Children have many beautiful, natural talents that are to be envied and admired. The one thing they lack is foresight.
For some reason, they just can’t make the connection between running down the road with their laces undone and a nasty trip and fall in the immediate future. Along with two grazed knees that will sting like nothing else they’ve ever felt.

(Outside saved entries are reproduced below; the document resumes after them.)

// Copyright (C) 2026 Michael Wilson <mike@mdwn.dev>
//
// This program is free software: you can redistribute it and/or modify it under
// the terms of the GNU General Public License as published by the Free Software
// Foundation, version 3.
//
// This program is distributed in the hope that it will be useful, but WITHOUT
// ANY WARRANTY; without even the implied warranty of MERCHANTABILITY or FITNESS
// FOR A PARTICULAR PURPOSE. See the GNU General Public License for more details.
//
// You should have received a copy of the GNU General Public License along with
// this program. If not, see <https://www.gnu.org/licenses/>.
//

//! Beat sequence generators shared by the unit tests.

/// Evenly spaced beats starting at `start`.
pub fn regular_beats(count: usize, interval: f64, start: f64) -> Vec<f64> {
    (0..count).map(|i| start + i as f64 * interval).collect()
}

/// Beats at a constant tempo in BPM.
pub fn beats_at_tempo(count: usize, bpm: f64, start: f64) -> Vec<f64> {
    regular_beats(count, 60.0 / bpm, start)
}

/// Beats whose tempo ramps linearly from `start_bpm` towards `end_bpm` over `count` beats.
pub fn accelerating_beats(count: usize, start_bpm: f64, end_bpm: f64) -> Vec<f64> {
    let mut beats = Vec::with_capacity(count);
    let mut current_time = 0.0;
    for i in 0..count {
        let tempo = start_bpm + (i as f64 / count as f64) * (end_bpm - start_bpm);
        beats.push(current_time);
        current_time += 60.0 / tempo;
    }
    beats
}

/// Inserts a spurious beat halfway between beats `index` and `index + 1`.
pub fn with_false_beat(beats: &[f64], index: usize) -> Vec<f64> {
    let mut result = beats.to_vec();
    let midpoint = (beats[index] + beats[index + 1]) / 2.0;
    result.insert(index + 1, midpoint);
    result
}

/// Asserts two floats are within `tolerance` of each other.
#[track_caller]
pub fn assert_close(expected: f64, actual: f64, tolerance: f64) {
    assert!(
        (expected - actual).abs() <= tolerance,
        "expected {} but got {} (tolerance {})",
        expected,
        actual,
        tolerance
    );
}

That if they poop in their pants it’s going to feel unpleasant, and smell real bad. Not to mention that whole business of running to mommy and fighting to tell her what’s happened through all the floods of tears. Because while a child lacks foresight, they are not without cunning. So if poop comes out one end, it must be time to turn the waterworks on at the other. If only to inspire enough pity to make the humiliating process of cleaning up afterwards that much easier to bear.
So if I knew then what I know now, when my parents took me to the Christmas grotto in our local shopping mall for the very first time, as a toddler in my pretty pink frilly dress with striped candy canes stitched around the skirt, and walked me over the white astroturf, past the creepy-looking mechanical elves who waved their arms stiffly like a grandma at a New Year’s party rocking out to Katy Perry, and plopped me down on Santa’s big, red log-sized knee so that he could lean in until his white beard was hanging in my lap and ask me the obligatory question about my heart’s desire, I would have looked up into his rheumy, gin-soaked eyes with all the childlike innocence and wonder I could muster and said, ‘Gimme foresight.’
It would have saved a whole lot of hassle, heartbreak and shit-stained underwear later on. It would have saved me from myself.
And back then, lying there sprawled across the shagpile carpet in my friend’s bedroom as she clutched those yellowing sheets in her hand and prepared to read them out loud, I might have been right on the cusp of womanhood but I was still a child. What did I know?
So I egged her on.
We were like Adam and Eve preparing to take a bite of the apple. Curiosity got the better of us, we couldn’t stop ourselves and we ate the whole damn thing up in one go and almost pissed our pants from laughing at all the really dirty bits.
But the rest of the story, the stuff that was dark and weird, just seemed strange and alien to our young, still innocent and developing minds. Because we didn’t understand, because we hadn’t experienced anything that would give it meaning or context, it didn’t affect us. Or at least, I thought it didn’t. And here’s something I can’t really explain.
Somehow the story as I first heard it from my friend – all of it, every last word and detail – stayed with me, burrowing deep into my subconscious like a parasite, where it set up camp and made a home for itself.